Taking aim at the K-12 education space,KC Digital Drive and Hive KC Learning Community have just launched the Hive KC Digital Drive Fund. The fund is designed to support local projects and organizations that promote youth learning through digital technology.
The first recipient of Hive KC Digital Drive funding is Tech sHeroes. An initiative of KC Women in Technology, Tech sHeroes encourages 7th and 8th grade girls to seek out careers in technology, learn to code and take on tech-related projects to benefit their school and community. Google Fiber has generously granted the first $5,000 in seed funding for the project.

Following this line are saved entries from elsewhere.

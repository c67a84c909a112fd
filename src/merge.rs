//! Chronological N-way merge.
//!
//! [`Multiplexer`] interleaves pre-sorted per-file sources into one stream
//! ordered by `(ts_recv, ts_event)`, with the source index as the final
//! tie-break so equal timestamps never depend on heap insertion accidents.
//! The heap holds at most one pending event per still-active source, so the
//! working set is O(sources) regardless of how long the files are.
//!
//! Refilling is deferred: the slot freed by a yielded event is only re-pulled
//! at the start of the next call. Until then the yielding source's market
//! still reflects exactly the events up to and including the yielded one,
//! which is what keeps exported top-of-book snapshots self-inclusive.
use crate::book::Market;
use crate::record::Event;
use crate::source::{EventSource, LabeledEvent};
use std::cmp::Ordering;
use std::collections::BinaryHeap;

/// Total order for merged events. Payloads are never compared.
#[derive(Debug, Clone, Copy, PartialEq, Eq)]
pub struct MergeKey {
    pub ts_recv: u64,
    pub ts_event: u64,
    pub source: usize,
}

impl PartialOrd for MergeKey {
    fn partial_cmp(&self, other: &Self) -> Option<Ordering> {
        Some(self.cmp(other))
    }
}

impl Ord for MergeKey {
    fn cmp(&self, other: &Self) -> Ordering {
        self.ts_recv
            .cmp(&other.ts_recv)
            .then_with(|| self.ts_event.cmp(&other.ts_event))
            .then_with(|| self.source.cmp(&other.source))
    }
}

struct HeapEntry {
    key: MergeKey,
    item: LabeledEvent,
}

impl PartialEq for HeapEntry {
    fn eq(&self, other: &Self) -> bool {
        self.key == other.key
    }
}

impl Eq for HeapEntry {}

impl PartialOrd for HeapEntry {
    fn partial_cmp(&self, other: &Self) -> Option<Ordering> {
        Some(self.cmp(other))
    }
}

impl Ord for HeapEntry {
    fn cmp(&self, other: &Self) -> Ordering {
        // Reversed for min-heap behavior on BinaryHeap.
        other.key.cmp(&self.key)
    }
}

/// One event out of the merged stream, tagged with the source it came from.
#[derive(Debug, Clone)]
pub struct Merged {
    pub event: Event,
    pub label: String,
    pub source: usize,
}

pub struct Multiplexer {
    sources: Vec<EventSource>,
    heap: BinaryHeap<HeapEntry>,
    refill: Option<usize>,
}

impl Multiplexer {
    /// Prime the heap with one event per source; already-empty sources
    /// contribute nothing.
    pub fn new(mut sources: Vec<EventSource>) -> Self {
        let mut heap = BinaryHeap::with_capacity(sources.len());
        for (source, src) in sources.iter_mut().enumerate() {
            if let Some(item) = src.next_event() {
                heap.push(HeapEntry {
                    key: key_for(&item, source),
                    item,
                });
            }
        }
        Self {
            sources,
            heap,
            refill: None,
        }
    }

    /// Pop the next event in global `(ts_recv, ts_event)` order.
    ///
    /// Returns `None` once every source is exhausted.
    pub fn next(&mut self) -> Option<Merged> {
        if let Some(source) = self.refill.take() {
            if let Some(item) = self.sources[source].next_event() {
                self.heap.push(HeapEntry {
                    key: key_for(&item, source),
                    item,
                });
            }
        }
        let entry = self.heap.pop()?;
        let source = entry.key.source;
        self.refill = Some(source);
        Some(Merged {
            event: entry.item.event,
            label: entry.item.label,
            source,
        })
    }

    /// Market state of one source, as of its most recently pulled event.
    pub fn market(&self, source: usize) -> &Market {
        self.sources[source].market()
    }

    /// Number of pending, not-yet-yielded events (at most one per active
    /// source).
    pub fn pending_len(&self) -> usize {
        self.heap.len()
    }
}

fn key_for(item: &LabeledEvent, source: usize) -> MergeKey {
    MergeKey {
        ts_recv: item.event.ts_recv,
        ts_event: item.event.ts_event,
        source,
    }
}

#[cfg(test)]
mod tests {
    use super::*;

    #[test]
    fn key_orders_by_recv_then_event_then_source() {
        let k = |ts_recv, ts_event, source| MergeKey {
            ts_recv,
            ts_event,
            source,
        };
        assert!(k(1, 9, 1) < k(2, 0, 0));
        assert!(k(1, 1, 1) < k(1, 2, 0));
        assert!(k(1, 1, 0) < k(1, 1, 1));
        assert_eq!(k(1, 1, 0), k(1, 1, 0));
    }
}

The education-focused Hive KC Digital Drive Fund is the latest development in KC Digital Drive’s ongoing mission to uplift grassroots initiatives that use technology to bring social change.
KC Digital Drive was first commissioned by the Mayors’ Bistate Innovations Team in 2012 to implement a digital playbook for the region. One of the “plays” in the book was to pilot next-generation apps that would use the power of Google Fiber and other gigabit networks to make Kansas City a better place to live and work.

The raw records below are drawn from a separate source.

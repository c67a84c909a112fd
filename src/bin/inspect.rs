use anyhow::Result;
use clap::Parser;
use std::path::PathBuf;
use tape_merge::book::{Market, Quote};
use tape_merge::codec::open_capture;
use tape_merge::record::{Action, RecordFrame, FIXED_PRICE_SCALE};
use time::format_description::well_known::Rfc3339;
use time::OffsetDateTime;

#[derive(Debug, Parser)]
#[command(about = "Play one capture file and reconstruct its books")]
struct Args {
    /// Input capture file (.bin)
    #[arg(long, short = 'i')]
    input: PathBuf,

    /// Dump top-of-book after each completed atomic update
    #[arg(long, default_value_t = false)]
    dump: bool,

    /// Print trade events as they are read
    #[arg(long, default_value_t = false)]
    print_trades: bool,
}

fn fmt_ts(ns: u64) -> String {
    OffsetDateTime::from_unix_timestamp_nanos(ns as i128)
        .ok()
        .and_then(|t| t.format(&Rfc3339).ok())
        .unwrap_or_else(|| ns.to_string())
}

fn fmt_quote(q: Option<Quote>) -> String {
    match q {
        Some(q) => format!(
            "{:>7} x {:>10.2}",
            q.size,
            q.price as f64 / FIXED_PRICE_SCALE as f64
        ),
        None => "-".to_string(),
    }
}

fn main() -> Result<()> {
    let args = Args::parse();
    let (header, mut reader) = open_capture(&args.input)?;
    eprintln!(
        "Session: dataset={} start={} end={} symbols={}",
        header.dataset,
        fmt_ts(header.start_ts),
        fmt_ts(header.end_ts),
        header.symbols.len()
    );

    let mut market = Market::new();
    let mut events = 0usize;
    while let Some(frame) = reader.next_frame()? {
        let event = match frame {
            RecordFrame::Event(e) => e,
            RecordFrame::Header(_) => continue,
        };
        market.apply(&event);
        events += 1;

        if args.print_trades && event.action == Action::Trade {
            println!(
                "TRADE {} instrument={} side={} size={} price={}",
                fmt_ts(event.ts_event),
                event.instrument_id,
                event.side.as_char(),
                event.size,
                event.price as f64 / FIXED_PRICE_SCALE as f64
            );
        }

        if args.dump && event.is_last() {
            if let Some(top) = market.top_of_book(event.instrument_id) {
                println!(
                    "{} instrument={} | bid {} | ask {}",
                    fmt_ts(event.ts_recv),
                    event.instrument_id,
                    fmt_quote(top.bid),
                    fmt_quote(top.ask)
                );
            }
        }
    }
    eprintln!("Read {} events.", events);
    Ok(())
}
//! CSV export of the merged stream.
//!
//! One output file per processed capture name: a leading
//! `session,<start_ts>,<end_ts>` metadata record, the column header, then one
//! row per merged event. Top-of-book is read from the market of the source
//! that yielded the event; a query miss skips that row with a diagnostic and
//! the run keeps going.
use crate::merge::Multiplexer;
use crate::record::FIXED_PRICE_SCALE;
use anyhow::Result;
use std::io::Write;
use tracing::warn;

/// Column set, stable per run.
pub const COLUMNS: [&str; 14] = [
    "instrument",
    "ts_event",
    "ts_recv",
    "elapsed_s",
    "order_id",
    "action",
    "side",
    "size",
    "price",
    "bid_sz",
    "bid_px",
    "ask_sz",
    "ask_px",
    "is_last",
];

#[derive(Debug, Clone, Copy, Default, PartialEq, Eq)]
pub struct ExportStats {
    /// Rows written.
    pub rows: u64,
    /// Rows skipped because top-of-book was unavailable.
    pub skipped: u64,
}

fn human_price(price: i64) -> String {
    format!("{}", price as f64 / FIXED_PRICE_SCALE as f64)
}

fn elapsed_secs(ts_event: u64, start_ts: u64) -> String {
    let delta_ns = ts_event as i64 - start_ts as i64;
    format!("{:.9}", delta_ns as f64 * 1e-9)
}

/// Drain the multiplexer into `out`.
pub fn export_file<W: Write>(
    mux: &mut Multiplexer,
    out: W,
    start_ts: u64,
    end_ts: u64,
) -> Result<ExportStats> {
    let mut wtr = csv::WriterBuilder::new().flexible(true).from_writer(out);
    wtr.write_record(["session".to_string(), start_ts.to_string(), end_ts.to_string()])?;
    wtr.write_record(COLUMNS)?;

    let mut stats = ExportStats::default();
    while let Some(merged) = mux.next() {
        let event = &merged.event;
        let top = match mux.market(merged.source).top_of_book(event.instrument_id) {
            Some(top) => top,
            None => {
                warn!(
                    instrument_id = event.instrument_id,
                    ts_event = event.ts_event,
                    "no book state for instrument, row skipped"
                );
                stats.skipped += 1;
                continue;
            }
        };

        let (bid_sz, bid_px) = match top.bid {
            Some(q) => (q.size.to_string(), human_price(q.price)),
            None => (String::new(), String::new()),
        };
        let (ask_sz, ask_px) = match top.ask {
            Some(q) => (q.size.to_string(), human_price(q.price)),
            None => (String::new(), String::new()),
        };

        wtr.write_record([
            merged.label.clone(),
            event.ts_event.to_string(),
            event.ts_recv.to_string(),
            elapsed_secs(event.ts_event, start_ts),
            event.order_id.to_string(),
            event.action.as_char().to_string(),
            event.side.as_char().to_string(),
            event.size.to_string(),
            human_price(event.price),
            bid_sz,
            bid_px,
            ask_sz,
            ask_px,
            event.is_last().to_string(),
        ])?;
        stats.rows += 1;
    }
    wtr.flush()?;
    Ok(stats)
}

#[cfg(test)]
mod tests {
    use super::*;

    #[test]
    fn price_scaling_to_human_units() {
        assert_eq!(human_price(5 * FIXED_PRICE_SCALE), "5");
        assert_eq!(human_price(5_500_000_000 + 5 * FIXED_PRICE_SCALE), "10.5");
        assert_eq!(human_price(-FIXED_PRICE_SCALE / 4), "-0.25");
    }

    #[test]
    fn elapsed_is_signed_seconds_from_session_start() {
        assert_eq!(elapsed_secs(2_500_000_000, 1_000_000_000), "1.500000000");
        assert_eq!(elapsed_secs(500_000_000, 1_000_000_000), "-0.500000000");
    }
}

Working in partnership with the Kauffman Foundation, Mozilla, and U.S. Ignite, in March 2013, KC Digital Drive held the first Hacking the Gigabit City hackathon to spur development of apps that would use the gigabit framework to deliver services. More than 130 developers and technologists joined over a weekend to explore ideas ranging from interactive online education, to telemedicine in schools, to 3D urban planning. Another hackathon, Gigabit Explorer Challenge, followed in November 2013, with support from US Ignite.

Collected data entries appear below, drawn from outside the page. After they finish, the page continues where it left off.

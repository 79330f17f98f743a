//! Native value trees exchanged with application handlers.
//!
//! Decode produces a [`Value`] tree from a wire document; encode consumes
//! one. The shape is deliberately open: a struct maps field names to
//! scalars, nested structs, or lists, mirroring whatever the schema
//! describes.

use chrono::{DateTime, FixedOffset, NaiveDate};
use std::collections::HashMap;

/// A node in the native value tree.
#[derive(Debug, Clone, PartialEq)]
pub enum Value {
    /// Explicit null, distinct from field absence at the wire level.
    Null,
    Bool(bool),
    Int(i64),
    UInt(u64),
    Float(f64),
    Text(String),
    Bytes(Vec<u8>),
    Date(NaiveDate),
    DateTime(DateTime<FixedOffset>),
    /// Time of day; the date component is pinned to 1970-01-01.
    Time(DateTime<FixedOffset>),
    Struct(HashMap<String, Value>),
    List(Vec<Value>),
}

impl Value {
    /// Build a struct value from field/value pairs.
    pub fn record<K, I>(fields: I) -> Self
    where
        K: Into<String>,
        I: IntoIterator<Item = (K, Value)>,
    {
        Value::Struct(
            fields
                .into_iter()
                .map(|(k, v)| (k.into(), v))
                .collect(),
        )
    }

    pub fn is_null(&self) -> bool {
        matches!(self, Value::Null)
    }

    /// Field lookup; `None` unless `self` is a struct containing `field`.
    pub fn get(&self, field: &str) -> Option<&Value> {
        match self {
            Value::Struct(map) => map.get(field),
            _ => None,
        }
    }

    pub fn as_str(&self) -> Option<&str> {
        match self {
            Value::Text(s) => Some(s),
            _ => None,
        }
    }

    pub fn as_i64(&self) -> Option<i64> {
        match self {
            Value::Int(n) => Some(*n),
            Value::UInt(n) => i64::try_from(*n).ok(),
            _ => None,
        }
    }

    pub fn as_f64(&self) -> Option<f64> {
        match self {
            Value::Float(f) => Some(*f),
            Value::Int(n) => Some(*n as f64),
            Value::UInt(n) => Some(*n as f64),
            _ => None,
        }
    }

    pub fn as_bool(&self) -> Option<bool> {
        match self {
            Value::Bool(b) => Some(*b),
            _ => None,
        }
    }

    pub fn as_list(&self) -> Option<&[Value]> {
        match self {
            Value::List(items) => Some(items),
            _ => None,
        }
    }

    /// Truthiness contract used by the `token`/`boolean` converters: null,
    /// zero and the empty string are false, everything else is true.
    pub(crate) fn is_truthy(&self) -> bool {
        match self {
            Value::Null => false,
            Value::Bool(b) => *b,
            Value::Int(n) => *n != 0,
            Value::UInt(n) => *n != 0,
            Value::Float(f) => *f != 0.0,
            Value::Text(s) => !s.is_empty(),
            _ => true,
        }
    }
}

impl From<bool> for Value {
    fn from(v: bool) -> Self {
        Value::Bool(v)
    }
}

impl From<i64> for Value {
    fn from(v: i64) -> Self {
        Value::Int(v)
    }
}

impl From<i32> for Value {
    fn from(v: i32) -> Self {
        Value::Int(v.into())
    }
}

impl From<u64> for Value {
    fn from(v: u64) -> Self {
        Value::UInt(v)
    }
}

impl From<f64> for Value {
    fn from(v: f64) -> Self {
        Value::Float(v)
    }
}

impl From<&str> for Value {
    fn from(v: &str) -> Self {
        Value::Text(v.to_string())
    }
}

impl From<String> for Value {
    fn from(v: String) -> Self {
        Value::Text(v)
    }
}

impl From<Vec<Value>> for Value {
    fn from(v: Vec<Value>) -> Self {
        Value::List(v)
    }
}

#[cfg(test)]
mod tests {
    use super::*;

    #[test]
    fn test_record_and_get() {
        let v = Value::record([("x", Value::from(1i64)), ("y", Value::Null)]);
        assert_eq!(v.get("x").and_then(Value::as_i64), Some(1));
        assert!(v.get("y").unwrap().is_null());
        assert!(v.get("z").is_none());
    }

    #[test]
    fn test_get_on_scalar_is_none() {
        assert!(Value::from("plain").get("field").is_none());
    }

    #[test]
    fn test_truthiness() {
        assert!(!Value::Null.is_truthy());
        assert!(!Value::from(0i64).is_truthy());
        assert!(!Value::from("").is_truthy());
        assert!(!Value::from(false).is_truthy());
        assert!(Value::from("false").is_truthy());
        assert!(Value::from(0.5).is_truthy());
        assert!(Value::List(vec![]).is_truthy());
    }
}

The winners of the first Hacking the Gigabit City were invited to compete for a $500,000 pot in the Mozilla Ignite Challenge. Soon after, Mozilla, with support from the National Science Foundation and U.S. Ignite, created the Gigabit Community Fund. So far in 2014, $300,000 has been awarded to two dozen educational projects in both Kansas City and its gigabit sister city of Chattanooga, Tennessee. Of the nine Kansas City projects to receive Gigabit Community Fund grants, four began at our gigabit hackathons: Bonner Springs Fire Dept, Reconciliation Services, PlanIT Impact, and Fitnet Health. (A fifth grantee, Big Bang, was incubated at KC Digital Drive’s 1 Billion Bits meetup.)
Welcoming the Hive
Meanwhile, as the relationship between Mozilla, U.S. Ignite, KC Digital Drive and the wider Kansas City educational community solidified, Mozilla selected KC as the next location to receive a Hive Learning Community.
Like its counterparts in cities such as New York, Chicago and Toronto, Hive KC is a member-based group of teachers, educators and youth-serving organizations collaborating across open networks to enhance their profession and deliver more innovative experiences to youth.
With Hive KC firmly established, KC Digital Drive saw an opportunity to collaborate to support locally grown projects in the education field that might otherwise fall through the cracks.
“As the Gigabit Community Fund allowed high-bandwidth powered projects like Fitnet and PlanIT Impact to take off, we found a lot of other projects worth funding that don’t necessarily need the gigabit,” says Aaron Deacon, Managing Director of KC Digital Drive. “The Hive KC Digital Drive fund creates a mechanism for us to do that.”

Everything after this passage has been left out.